Saved entries:
==================================================

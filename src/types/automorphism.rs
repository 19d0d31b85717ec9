//! Vertex automorphisms.

use std::fmt;

use serde::{Deserialize, Serialize};

use super::graph::SimpleGraph;

/// A vertex bijection, `image[v]` is where `v` goes.
///
/// Construction does not check adjacency preservation; use
/// [`Automorphism::preserves`] for that. Orders by image vector so sets of
/// automorphisms sort deterministically.
#[derive(Debug, Clone, PartialEq, Eq, PartialOrd, Ord, Hash, Serialize, Deserialize)]
pub struct Automorphism(Vec<usize>);

impl Automorphism {
    /// Wrap an image vector.
    pub fn new(image: Vec<usize>) -> Self {
        Self(image)
    }

    /// Identity on `n` vertices.
    pub fn identity(n: usize) -> Self {
        Self((0..n).collect())
    }

    /// Number of vertices acted on.
    pub fn len(&self) -> usize {
        self.0.len()
    }

    /// Whether this acts on zero vertices.
    pub fn is_empty(&self) -> bool {
        self.0.is_empty()
    }

    /// Image of `v`, or `None` if `v` is outside the domain.
    pub fn apply(&self, v: usize) -> Option<usize> {
        self.0.get(v).copied()
    }

    /// Image vector.
    pub fn as_slice(&self) -> &[usize] {
        &self.0
    }

    /// Whether this is the identity.
    pub fn is_identity(&self) -> bool {
        self.0.iter().enumerate().all(|(i, &v)| i == v)
    }

    /// Whether the image vector is a bijection on `0..len`.
    pub fn is_bijection(&self) -> bool {
        let mut seen = vec![false; self.0.len()];
        for &v in &self.0 {
            match seen.get_mut(v) {
                Some(slot) if !*slot => *slot = true,
                _ => return false,
            }
        }
        true
    }

    /// Whether this is an automorphism of `graph`: a bijection on its vertex
    /// set with `{u, v}` an edge iff `{φ(u), φ(v)}` is an edge.
    ///
    /// A bijection maps the edge set injectively, so checking that every
    /// edge lands on an edge is enough.
    pub fn preserves(&self, graph: &SimpleGraph) -> bool {
        self.0.len() == graph.vertex_count()
            && self.is_bijection()
            && graph
                .edges()
                .iter()
                .all(|e| graph.has_edge(self.0[e.u], self.0[e.v]))
    }

    /// `self ∘ other`: apply `other` first, then `self`.
    ///
    /// Returns `None` if the domains differ or an image is out of range.
    pub fn compose(&self, other: &Automorphism) -> Option<Automorphism> {
        if self.0.len() != other.0.len() {
            return None;
        }
        other
            .0
            .iter()
            .map(|&v| self.0.get(v).copied())
            .collect::<Option<Vec<_>>>()
            .map(Automorphism)
    }

    /// Inverse bijection, or `None` if this is not a bijection.
    pub fn inverse(&self) -> Option<Automorphism> {
        if !self.is_bijection() {
            return None;
        }
        let mut inverse = vec![0; self.0.len()];
        for (i, &v) in self.0.iter().enumerate() {
            inverse[v] = i;
        }
        Some(Automorphism(inverse))
    }
}

impl From<Vec<usize>> for Automorphism {
    fn from(image: Vec<usize>) -> Self {
        Self(image)
    }
}

impl fmt::Display for Automorphism {
    fn fmt(&self, f: &mut fmt::Formatter<'_>) -> fmt::Result {
        write!(f, "(")?;
        for (i, v) in self.0.iter().enumerate() {
            if i > 0 {
                write!(f, ", ")?;
            }
            write!(f, "{v}")?;
        }
        write!(f, ")")
    }
}
//! Spanning-tree symmetry classes CLI
//!
//! Counts spanning trees of the Platonic solids up to symmetry, cross-checks
//! tree counts with Kirchhoff's theorem, and prints automorphism groups.
//!
//! ## Configuration
//!
//! Environment variables:
//! - `RUST_LOG`: Log level filter (default: tree_classes=info,platonic_trees=info)
//! - `LOG_FORMAT`: "json" for structured logs, "pretty" for terminals (default: pretty)
//!
//! ## Usage
//!
//! ```bash
//! cargo run --release --bin tree_classes -- classes --solid cube
//! cargo run --release --bin tree_classes -- kirchhoff --all --float
//! cargo run --release --bin tree_classes -- automorphisms
//! cargo run --release --bin tree_classes -- automorphisms --adjacency '[[1],[],[]]'
//! ```

use clap::{Args, Parser, Subcommand};
use tracing::{info, warn};
use tracing_subscriber::{
    fmt::{self, format::FmtSpan},
    layer::SubscriberExt,
    util::SubscriberInitExt,
    EnvFilter,
};

use platonic_trees::enumerate::{automorphisms_from_matrix, DEFAULT_BRUTE_FORCE_LIMIT};
use platonic_trees::{
    adjacency_matrix, cofactor_counts, laplacian_from_list, sample_tree, verified_tree_count,
    AutomorphismBackend, DeterminantStrategy, PlatonicSolid, RunConfig, SimpleGraph,
    TreeClassPipeline,
};

#[derive(Parser)]
#[command(name = "tree_classes")]
#[command(author, version, about = "Count spanning trees of Platonic solids up to symmetry")]
struct Cli {
    #[command(subcommand)]
    command: Commands,
}

#[derive(Subcommand)]
enum Commands {
    /// Count spanning trees and their symmetry classes
    Classes {
        #[command(flatten)]
        target: Target,

        /// Print reports as JSON
        #[arg(long)]
        json: bool,

        /// Canonicalize on all cores (needs the `parallel` feature)
        #[arg(long)]
        parallel: bool,

        /// Use exhaustive automorphism search instead of VF2
        #[arg(long)]
        brute_force: bool,

        /// Skip the Kirchhoff cross-check
        #[arg(long)]
        no_verify: bool,
    },

    /// Count spanning trees with the Matrix-Tree theorem
    Kirchhoff {
        #[command(flatten)]
        target: Target,

        /// Use floating-point determinants
        #[arg(long)]
        float: bool,
    },

    /// Compare automorphism groups derived from adjacency and Laplacian
    Automorphisms {
        /// Solid to inspect (default: the 6-vertex sample tree)
        #[arg(long, conflicts_with = "adjacency")]
        solid: Option<PlatonicSolid>,

        /// Adjacency list as JSON, e.g. '[[1],[0,2],[1]]'; need not be symmetric
        #[arg(long)]
        adjacency: Option<String>,

        /// Print every automorphism
        #[arg(long)]
        list: bool,
    },
}

#[derive(Args)]
struct Target {
    /// Solid to process
    #[arg(long, conflicts_with = "all")]
    solid: Option<PlatonicSolid>,

    /// Process every solid
    #[arg(long)]
    all: bool,
}

impl Target {
    fn solids(&self) -> Vec<PlatonicSolid> {
        match self.solid {
            Some(solid) if !self.all => vec![solid],
            _ => PlatonicSolid::ALL.to_vec(),
        }
    }
}

/// Initialize the tracing subscriber with JSON or pretty format
fn init_tracing() {
    let log_format = std::env::var("LOG_FORMAT").unwrap_or_else(|_| "pretty".to_string());

    let filter = EnvFilter::try_from_default_env()
        .unwrap_or_else(|_| "tree_classes=info,platonic_trees=info".into());

    if log_format == "json" {
        tracing_subscriber::registry()
            .with(filter)
            .with(
                fmt::layer()
                    .json()
                    .with_target(true)
                    .with_current_span(true)
                    .with_span_events(FmtSpan::CLOSE)
                    .flatten_event(true)
                    .with_writer(std::io::stderr),
            )
            .init();
    } else {
        tracing_subscriber::registry()
            .with(filter)
            .with(
                fmt::layer()
                    .with_target(true)
                    .with_writer(std::io::stderr),
            )
            .init();
    }
}

fn run_classes(
    solids: &[PlatonicSolid],
    config: RunConfig,
    json: bool,
) -> Result<(), Box<dyn std::error::Error>> {
    info!(params_hash = %config.params_hash()?, "run configuration");
    let pipeline = TreeClassPipeline::new(config);
    let mut reports = Vec::with_capacity(solids.len());
    for &solid in solids {
        let report = pipeline.run_solid(solid)?;
        if !json {
            println!("{report}\n");
        }
        reports.push(report);
    }
    if json {
        println!("{}", serde_json::to_string_pretty(&reports)?);
    }
    Ok(())
}

fn run_kirchhoff(
    solids: &[PlatonicSolid],
    strategy: DeterminantStrategy,
) -> Result<(), Box<dyn std::error::Error>> {
    for &solid in solids {
        let graph = solid.graph();
        let rows: Vec<usize> = (0..3.min(graph.vertex_count())).collect();
        for (row, count) in cofactor_counts(&graph, &rows, strategy)? {
            println!("{solid}: delete row {row} -> {count}");
        }
        let count = verified_tree_count(&graph, rows.len(), strategy)?;
        println!("{solid}: {count} spanning trees\n");
    }
    Ok(())
}

fn adjacency_list(graph: &SimpleGraph) -> Vec<Vec<usize>> {
    (0..graph.vertex_count())
        .map(|v| graph.neighbors(v).collect())
        .collect()
}

/// A comes from the symmetrized graph, L straight from `list`, so an
/// asymmetric list can give different groups.
fn run_automorphisms(
    name: &str,
    list: &[Vec<usize>],
    print_all: bool,
) -> Result<(), Box<dyn std::error::Error>> {
    let graph = SimpleGraph::from_adjacency(list)?;
    let l = laplacian_from_list(list)?;
    if !l.is_symmetric() {
        warn!(graph = %name, "adjacency list is not symmetric");
    }
    let from_adjacency = automorphisms_from_matrix(&adjacency_matrix(&graph), DEFAULT_BRUTE_FORCE_LIMIT)?;
    let from_laplacian = automorphisms_from_matrix(&l, DEFAULT_BRUTE_FORCE_LIMIT)?;

    println!("{name}: {} vertices, {} edges", graph.vertex_count(), graph.edge_count());
    println!("  automorphisms from A: {}", from_adjacency.len());
    println!("  automorphisms from L: {}", from_laplacian.len());
    if from_adjacency != from_laplacian {
        warn!(graph = %name, "adjacency and Laplacian groups differ");
    }
    if print_all {
        for automorphism in &from_adjacency {
            println!("  {automorphism}");
        }
    }
    Ok(())
}

fn main() -> Result<(), Box<dyn std::error::Error>> {
    init_tracing();

    let cli = Cli::parse();
    info!(version = env!("CARGO_PKG_VERSION"), "tree_classes starting");

    match cli.command {
        Commands::Classes {
            target,
            json,
            parallel,
            brute_force,
            no_verify,
        } => {
            let config = RunConfig {
                automorphisms: if brute_force {
                    AutomorphismBackend::brute_force()
                } else {
                    AutomorphismBackend::Vf2
                },
                verify_tree_count: !no_verify,
                parallel,
                ..RunConfig::default()
            };
            run_classes(&target.solids(), config, json)
        }
        Commands::Kirchhoff { target, float } => {
            let strategy = if float {
                DeterminantStrategy::float()
            } else {
                DeterminantStrategy::Exact
            };
            run_kirchhoff(&target.solids(), strategy)
        }
        Commands::Automorphisms {
            solid,
            adjacency,
            list,
        } => match (solid, adjacency) {
            (_, Some(json)) => {
                let raw: Vec<Vec<usize>> = serde_json::from_str(&json)?;
                run_automorphisms("adjacency list", &raw, list)
            }
            (Some(solid), None) => run_automorphisms(solid.name(), &adjacency_list(&solid.graph()), list),
            (None, None) => run_automorphisms("sample tree", &adjacency_list(&sample_tree()), list),
        },
    }
}
//! # platonic-trees
//!
//! Spanning trees of small symmetric graphs, counted up to symmetry.
//!
//! Two spanning trees of a graph are equivalent when some automorphism of the
//! graph maps one onto the other. This crate counts those classes for the
//! Platonic-solid graphs (and any other graph with at most 128 edges).
//!
//! ## Core Contract
//!
//! 1. Every edge gets a fixed slot, so an edge subset is a bitmask
//! 2. Every automorphism becomes a permutation of slots
//! 3. The canonical form of a tree is the smallest mask in its orbit
//! 4. The number of classes is the number of distinct canonical forms
//!
//! ## Architecture
//!
//! ```text
//! SimpleGraph → EdgeIndex ──────────────┐
//!      │                                ↓
//!      ├→ AutomorphismEnumerator → EdgePermutation*
//!      │                                ↓
//!      └→ SpanningTreeEnumerator → OrbitDeduplicator → ClassReport
//!                                                        ↑
//!                                   Kirchhoff count ─────┘
//! ```
//!
//! ## Determinism Guarantees
//!
//! - Slot order is the sorted order of normalized edges
//! - Canonical forms do not depend on the order of the automorphism list
//! - The class fingerprint does not depend on tree enumeration order

#![warn(missing_docs)]
#![warn(clippy::all)]

pub mod types;
pub mod solids;
pub mod edge_index;
pub mod permutation;
pub mod orbit;
pub mod enumerate;
pub mod laplacian;
pub mod kirchhoff;
pub mod canonical;
pub mod config;
pub mod pipeline;

// Re-exports
pub use types::{Automorphism, GraphError, SimpleGraph, TreeMask, UndirectedEdge, MAX_EDGE_SLOTS};
pub use solids::{sample_tree, PlatonicSolid, UnknownSolid};
pub use edge_index::{build_edge_index, EdgeIndex, IndexError};
pub use permutation::{apply_permutation, derive_edge_permutations, EdgePermutation, PermutationError};
pub use orbit::{canonicalize, count_equivalence_classes, orbit, ClassCount, OrbitDeduplicator};
#[cfg(feature = "parallel")]
pub use orbit::count_equivalence_classes_par;
pub use enumerate::{
    AutomorphismEnumerator, BranchingTreeEnumerator, BruteForceAutomorphisms, EnumerationError,
    SpanningTree, SpanningTreeEnumerator, Vf2Automorphisms,
};
pub use laplacian::{adjacency_matrix, laplacian, laplacian_from_list, IntMatrix, MatrixError};
pub use kirchhoff::{
    cofactor_counts, spanning_tree_count, verified_tree_count, DeterminantStrategy, KirchhoffError,
};
pub use canonical::{canonical_hash, canonical_hash_hex, class_fingerprint, to_canonical_bytes};
pub use config::{AutomorphismBackend, RunConfig};
pub use pipeline::{ClassReport, PipelineError, StageTimings, TreeClassPipeline};

/// Schema version of [`ClassReport`] and [`RunConfig`].
/// Increment on breaking changes to either.
pub const REPORT_SCHEMA_VERSION: &str = "1.0.0";
//! Edge indexer: a fixed slot for every undirected edge.
//!
//! ## Determinism
//!
//! Slots follow the sorted edge order `(u, v)` with `u < v`. The order only
//! has to be self-consistent within one run: build the index once per graph
//! and pass the same instance to every stage that produces or reads masks.

use std::collections::HashMap;

use crate::types::{SimpleGraph, TreeMask, UndirectedEdge, MAX_EDGE_SLOTS};

/// Error type for edge index operations.
#[derive(Debug, Clone, PartialEq, Eq, thiserror::Error)]
pub enum IndexError {
    /// The graph has more edges than a mask can address.
    #[error("Graph has {edges} edges, masks address at most {max}")]
    CapacityExceeded {
        /// Edge count of the graph.
        edges: usize,
        /// Slot capacity of a mask.
        max: usize,
    },
    /// A mask sets bits beyond the index, so it was built against another graph.
    #[error("Mask of bit width {bit_width} does not fit an edge index of {slots} slots")]
    InconsistentEdgeIndex {
        /// Bit width of the mask.
        bit_width: usize,
        /// Slots in the index.
        slots: usize,
    },
    /// An edge is not present in the index.
    #[error("Edge {0} is not in the edge index")]
    UnknownEdge(UndirectedEdge),
}

/// Bijection between the edges of a graph and slots `0..|E|`.
#[derive(Debug, Clone, PartialEq, Eq)]
pub struct EdgeIndex {
    edges: Vec<UndirectedEdge>,
    slots: HashMap<UndirectedEdge, usize>,
}

impl EdgeIndex {
    /// Index the edges of `graph`.
    pub fn build(graph: &SimpleGraph) -> Result<Self, IndexError> {
        Self::from_edges(graph.edges().iter().copied())
    }

    /// Index an edge list. Edges are normalized and sorted; duplicates collapse.
    pub fn from_edges<I, E>(edges: I) -> Result<Self, IndexError>
    where
        I: IntoIterator<Item = E>,
        E: Into<UndirectedEdge>,
    {
        let mut edges: Vec<UndirectedEdge> = edges.into_iter().map(Into::into).collect();
        edges.sort_unstable();
        edges.dedup();

        if edges.len() > MAX_EDGE_SLOTS {
            return Err(IndexError::CapacityExceeded {
                edges: edges.len(),
                max: MAX_EDGE_SLOTS,
            });
        }

        let slots = edges.iter().enumerate().map(|(slot, &e)| (e, slot)).collect();
        Ok(Self { edges, slots })
    }

    /// Number of slots.
    pub fn len(&self) -> usize {
        self.edges.len()
    }

    /// Whether the index has no slots.
    pub fn is_empty(&self) -> bool {
        self.edges.is_empty()
    }

    /// Edges in slot order.
    pub fn edges(&self) -> &[UndirectedEdge] {
        &self.edges
    }

    /// Edge stored at `slot`.
    pub fn edge(&self, slot: usize) -> Option<UndirectedEdge> {
        self.edges.get(slot).copied()
    }

    /// Slot of `{a, b}`, in either endpoint order.
    pub fn slot(&self, a: usize, b: usize) -> Option<usize> {
        self.slots.get(&UndirectedEdge::new(a, b)).copied()
    }

    /// Mask with every slot set.
    pub fn full_mask(&self) -> TreeMask {
        TreeMask::full(self.len())
    }

    /// Encode an edge set as a mask.
    pub fn mask_of<I, E>(&self, edges: I) -> Result<TreeMask, IndexError>
    where
        I: IntoIterator<Item = E>,
        E: Into<UndirectedEdge>,
    {
        let mut mask = TreeMask::EMPTY;
        for edge in edges {
            let edge = edge.into();
            let slot = self
                .slots
                .get(&edge)
                .copied()
                .ok_or(IndexError::UnknownEdge(edge))?;
            mask.insert(slot);
        }
        Ok(mask)
    }

    /// Decode a mask into its edges, in slot order.
    pub fn edges_of(&self, mask: TreeMask) -> Result<Vec<UndirectedEdge>, IndexError> {
        self.check_mask(mask)?;
        Ok(mask.slots().map(|slot| self.edges[slot]).collect())
    }

    /// Fail if `mask` sets a bit past the last slot.
    pub fn check_mask(&self, mask: TreeMask) -> Result<(), IndexError> {
        let bit_width = mask.bit_width();
        if bit_width > self.len() {
            return Err(IndexError::InconsistentEdgeIndex {
                bit_width,
                slots: self.len(),
            });
        }
        Ok(())
    }
}

/// Build the edge index of `graph`: the edges in slot order plus the
/// edge-to-slot lookup.
pub fn build_edge_index(graph: &SimpleGraph) -> Result<EdgeIndex, IndexError> {
    EdgeIndex::build(graph)
}

#[cfg(test)]
mod tests {
    use super::*;

    #[test]
    fn test_slots_follow_sorted_edges() {
        let graph = SimpleGraph::from_edges(4, [(3, 2), (1, 0), (2, 1)]).unwrap();
        let index = build_edge_index(&graph).unwrap();
        assert_eq!(index.len(), 3);
        assert_eq!(index.edge(0), Some(UndirectedEdge::new(0, 1)));
        assert_eq!(index.edge(2), Some(UndirectedEdge::new(2, 3)));
        assert_eq!(index.slot(2, 1), Some(1));
        assert_eq!(index.slot(0, 3), None);
    }

    #[test]
    fn test_bijection() {
        let graph = crate::solids::PlatonicSolid::Icosahedron.graph();
        let index = EdgeIndex::build(&graph).unwrap();
        for (slot, edge) in index.edges().iter().enumerate() {
            assert_eq!(index.slot(edge.v, edge.u), Some(slot));
        }
    }

    #[test]
    fn test_mask_round_trip() {
        let index = EdgeIndex::build(&SimpleGraph::cycle(4)).unwrap();
        let mask = index.mask_of([(1, 0), (3, 0)]).unwrap();
        assert_eq!(mask.bits(), 0b011);
        assert_eq!(
            index.edges_of(mask).unwrap(),
            vec![UndirectedEdge::new(0, 1), UndirectedEdge::new(0, 3)]
        );
    }

    #[test]
    fn test_unknown_edge() {
        let index = EdgeIndex::build(&SimpleGraph::path(3)).unwrap();
        let err = index.mask_of([(0, 2)]).unwrap_err();
        assert_eq!(err, IndexError::UnknownEdge(UndirectedEdge::new(0, 2)));
    }

    #[test]
    fn test_inconsistent_mask() {
        let index = EdgeIndex::build(&SimpleGraph::path(3)).unwrap();
        assert!(index.check_mask(TreeMask::new(0b11)).is_ok());
        let err = index.check_mask(TreeMask::new(0b100)).unwrap_err();
        assert_eq!(err, IndexError::InconsistentEdgeIndex { bit_width: 3, slots: 2 });
    }

    #[test]
    fn test_capacity() {
        // K_17 has 136 edges
        let err = EdgeIndex::build(&SimpleGraph::complete(17)).unwrap_err();
        assert!(matches!(err, IndexError::CapacityExceeded { edges: 136, .. }));
        assert!(EdgeIndex::build(&SimpleGraph::complete(16)).is_ok());
    }

    #[test]
    fn test_empty_graph() {
        let index = EdgeIndex::build(&SimpleGraph::empty(3)).unwrap();
        assert!(index.is_empty());
        assert_eq!(index.full_mask(), TreeMask::EMPTY);
    }
}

==================================================

YOUR ASSIGNMENT>
Please print exactly what appears from the first line of the data through the line with "adjacency preservation; use", including both of those lines and nothing past them.

RESPONSE>
filename src/types/automorphism.rs
repository 19d0d31b85717ec9
//! Vertex automorphisms.

use std::fmt;

use serde::{Deserialize, Serialize};

use super::graph::SimpleGraph;

/// A vertex bijection, `image[v]` is where `v` goes.
///
/// Construction does not check adjacency preservation; use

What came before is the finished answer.